Configure External Dependencies

Your Netdata Cloud On-Prem deployment doesn't manage external dependencies like Apache Pulsar, Elasticsearch, PostgreSQL, EMQX, and Redis. To allow communication with these external services, you must explicitly define network policy rules.

Configuration Options

Use these Helm value keys to configure rules for your external services:

Service	Configuration Key	Purpose
Traefik	global.networkPolicy.ingressRulesForTraefik	Allow ingress traffic through Traefik
PostgreSQL	global.networkPolicy.egressRulesForPostgreSQL	Connect to your PostgreSQL database
EMQX	global.networkPolicy.egressRulesForEMQX	Connect to your EMQX message broker
Elasticsearch	global.networkPolicy.egressRulesForElasticsearch	Connect to your Elasticsearch cluster
Pulsar	global.networkPolicy.egressRulesForPulsar	Connect to your Pulsar message system
Redis	global.networkPolicy.egressRulesForRedis	Connect to your Redis cache

Each key expects a Kubernetes NetworkPolicy rule definition. See the Kubernetes documentation for details on defining NetworkPolicy rules. Your rules should specify the appropriate selectors and port ranges to allow communication with your external dependencies.

Example Configuration

PostgreSQL connection example:

global.networkPolicy.egressRulesForPostgreSQL: |-
  - to:
    - podSelector:
        matchLabels:
            app: postgresql

Service-Specific Policies

You can add custom network policies for individual services using extraIngress and extraEgress rules. This gives you fine-grained control over network access for specific services in your deployment.
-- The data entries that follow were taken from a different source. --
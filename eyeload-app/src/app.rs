use std::path::{Path, PathBuf};

use anyhow::{Context, Result, bail};
use clap::Parser;
use eyeload_asc::{ParsedSession, ParserConfig, load_file};
use eyeload_timing::SampleOrigin;
use rayon::prelude::*;
use tracing::error;

use crate::tracing_config;

#[derive(Parser, Debug)]
#[command(name = "eyeload")]
#[command(about = "Restructure eye-tracker text exports into sample and trial tables", long_about = None)]
struct Cli {
    /// Session export files (.asc)
    #[arg(required = true)]
    files: Vec<PathBuf>,

    /// Parser configuration (JSON)
    #[arg(long)]
    config: Option<PathBuf>,

    /// Keep calibration-check trials in the trial table
    #[arg(long)]
    keep_recalibration: bool,

    /// Number samples from the first recorded sample instead of the recorder clock
    #[arg(long)]
    relative_samples: bool,

    /// List every kept trial
    #[arg(long)]
    trials: bool,

    /// Debug logging
    #[arg(short, long)]
    verbose: bool,
}

pub struct App {
    files: Vec<PathBuf>,
    config: ParserConfig,
    list_trials: bool,
}

impl App {
    pub fn new() -> Result<Self> {
        let cli = Cli::parse();
        tracing_config::init(cli.verbose);

        let mut config = match &cli.config {
            Some(path) => ParserConfig::from_json_file(path)
                .with_context(|| format!("loading parser config {}", path.display()))?,
            None => ParserConfig::default(),
        };
        if cli.keep_recalibration {
            config.drop_recalibration = false;
        }
        if cli.relative_samples {
            config.sample_origin = SampleOrigin::SessionRelative;
        }

        Ok(Self {
            files: cli.files,
            config,
            list_trials: cli.trials,
        })
    }

    pub fn run(self) -> Result<()> {
        // one file per rayon task
        let results: Vec<_> = self
            .files
            .par_iter()
            .map(|path| (path, load_file(path, &self.config)))
            .collect();

        let mut failed = 0usize;
        for (path, result) in &results {
            match result {
                Ok(session) => self.report(path, session),
                Err(err) => {
                    failed += 1;
                    error!(path = %path.display(), %err, "failed to parse session");
                }
            }
        }

        if failed > 0 {
            bail!("{failed} of {} session files failed to parse", results.len());
        }
        Ok(())
    }

    fn report(&self, path: &Path, session: &ParsedSession) {
        let params = &session.params;
        println!("=== {} ===", path.display());
        println!(
            "Display: {}×{}, {:.1} Hz",
            params.display_width(),
            params.display_height(),
            params.sample_rate_hz()
        );
        println!("{}", session.summary());

        if self.list_trials {
            for trial in &session.trials {
                println!(
                    "  trial {:>4} block {:>2} [{}, {}] {:>6} samples: {} fixations, {} saccades, {} target changes{}",
                    trial.trial_id,
                    trial.block_no,
                    trial.start_sample,
                    trial.end_sample,
                    trial.duration_samples,
                    trial.fixations.len(),
                    trial.saccades.len(),
                    trial.target_events.len(),
                    if trial.recalibration { " (recal)" } else { "" },
                );
            }
        }
        println!();
    }
}
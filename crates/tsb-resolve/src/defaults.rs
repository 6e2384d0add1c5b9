//! Default-value expressions for resolved types.
//!
//! Renders a literal source-level default per [`TypeNode`], used by the
//! generator to pre-populate builder state. Only required object members
//! participate — an optional member has a perfectly good default already:
//! absence.
//!
//! Note the merge policy: [`merge_defaults`] composes intersection members
//! **last-wins**, which is deliberately the opposite of the
//! first-occurrence-wins property flattening in `tsb_model::merge`. Default
//! composition mirrors object-spread semantics (`{ ...a, ...b }`), where the
//! right-most spread wins. Do not unify the two policies.

use indexmap::IndexMap;
use tsb_model::{LiteralValue, TypeNode};

/// A literal default expression for `node`, when one can be derived.
pub fn default_expression(node: &TypeNode) -> Option<String> {
    match node {
        TypeNode::Literal { value } => Some(render_literal(value)),
        TypeNode::Primitive { name } => match name.as_str() {
            "string" => Some("\"\"".to_string()),
            "number" => Some("0".to_string()),
            "boolean" => Some("false".to_string()),
            "bigint" => Some("0n".to_string()),
            "null" => Some("null".to_string()),
            "undefined" | "void" => Some("undefined".to_string()),
            _ => None,
        },
        TypeNode::Array { .. } => Some("[]".to_string()),
        TypeNode::Tuple { elements } => {
            let rendered: Option<Vec<String>> = elements.iter().map(default_expression).collect();
            rendered.map(|parts| format!("[{}]", parts.join(", ")))
        }
        TypeNode::Object { properties, .. } => {
            Some(render_object(properties.iter().filter_map(|prop| {
                if prop.optional {
                    return None;
                }
                default_expression(&prop.ty).map(|expr| (prop.name.clone(), expr))
            })))
        }
        TypeNode::Union { members } => members.iter().find_map(default_expression),
        TypeNode::Intersection { members } => Some(render_object(merge_defaults(members))),
        TypeNode::Enum { values, .. } => values
            .as_ref()
            .and_then(|vs| vs.first())
            .map(render_literal),
        _ => None,
    }
}

/// Compose the default fields of intersection members. **Last wins** on a
/// duplicate name, mirroring object-spread composition.
pub fn merge_defaults(members: &[TypeNode]) -> IndexMap<String, String> {
    let mut merged: IndexMap<String, String> = IndexMap::new();
    for member in members {
        match member {
            TypeNode::Object { properties, .. } => {
                for prop in properties {
                    if prop.optional {
                        continue;
                    }
                    if let Some(expr) = default_expression(&prop.ty) {
                        merged.insert(prop.name.clone(), expr);
                    }
                }
            }
            TypeNode::Intersection { members: inner } => {
                for (name, expr) in merge_defaults(inner) {
                    merged.insert(name, expr);
                }
            }
            _ => {}
        }
    }
    merged
}

fn render_literal(value: &LiteralValue) -> String {
    match value {
        // serde_json escaping matches JavaScript string literal rules.
        LiteralValue::String(s) => serde_json::to_string(s).unwrap_or_else(|_| "\"\"".to_string()),
        other => other.to_js_string(),
    }
}

fn render_object(fields: impl IntoIterator<Item = (String, String)>) -> String {
    let parts: Vec<String> = fields
        .into_iter()
        .map(|(name, expr)| format!("{}: {}", name, expr))
        .collect();
    if parts.is_empty() {
        "{}".to_string()
    } else {
        format!("{{ {} }}", parts.join(", "))
    }
}

#[cfg(test)]
mod tests {
    use super::*;
    use tsb_model::PropertyInfo;

    fn obj(props: Vec<PropertyInfo>) -> TypeNode {
        TypeNode::Object {
            name: None,
            properties: props,
            generic_params: None,
            index_signature: None,
        }
    }

    #[test]
    fn required_members_only() {
        let node = obj(vec![
            PropertyInfo::new("id", TypeNode::primitive("string")),
            PropertyInfo::new("age", TypeNode::primitive("number")).optional(),
        ]);
        assert_eq!(default_expression(&node), Some("{ id: \"\" }".to_string()));
    }

    #[test]
    fn intersection_defaults_are_last_wins() {
        let a = obj(vec![PropertyInfo::new("x", TypeNode::string_literal("left"))]);
        let b = obj(vec![
            PropertyInfo::new("x", TypeNode::string_literal("right")),
            PropertyInfo::new("y", TypeNode::primitive("number")),
        ]);
        let merged = merge_defaults(&[a, b]);
        assert_eq!(merged["x"], "\"right\"");
        assert_eq!(merged["y"], "0");
    }

    #[test]
    fn unions_take_the_first_defaultable_member() {
        let node = TypeNode::Union {
            members: vec![TypeNode::generic("T"), TypeNode::primitive("boolean")],
        };
        assert_eq!(default_expression(&node), Some("false".to_string()));
    }

    #[test]
    fn open_shapes_have_no_default() {
        assert_eq!(default_expression(&TypeNode::generic("T")), None);
        assert_eq!(default_expression(&TypeNode::Unknown), None);
        assert_eq!(
            default_expression(&TypeNode::Function {
                signature: "() => void".to_string()
            }),
            None
        );
    }
}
Services That Need Internet Access

Some services in your deployment may need to communicate with external providers on the internet.

Notification Service

Your cloud-notifications-dispatcher-service may need internet access to communicate with external notification providers like Slack and Discord. This is enabled by default, but you can customize it:

cloud_notifications_dispatcher_service.networkPolicy.allowInternetAccess.enabled: true
cloud_notifications_dispatcher_service.networkPolicy.allowInternetAccess.egressRule:
  |-
  - to:
      - ipBlock:
          cidr: 0.0.0.0/0
    ports:
      - protocol: TCP
        port: 443

Account Service

Your cloud-accounts-service may need internet access to communicate with external identity providers like Google or GitHub. This is enabled by default, but you can customize it:

cloud_accounts_service.networkPolicy.allowInternetAccess.enabled: true
cloud_accounts_service.networkPolicy.allowInternetAccess.egressRule: |-
  - to:
      - ipBlock:
          cidr: 0.0.0.0/0
    ports:
      - protocol: TCP
        port: 443

Space/Room Service

Your cloud-spaceroom-service may need internet access to communicate with your custom identity provider. This is enabled by default, but you can customize it:

cloud_spaceroom_service.networkPolicy.allowInternetAccess.enabled: true
cloud_spaceroom_service.networkPolicy.allowInternetAccess.egressRule: |-
  - to:
      - ipBlock:
          cidr: 0.0.0.0/0
    ports:
      - protocol: TCP
        port: 443

tip

Security Best Practice: For the external dependencies ingress and egress rules, you should precisely define the restrictive rules without giving widely open access.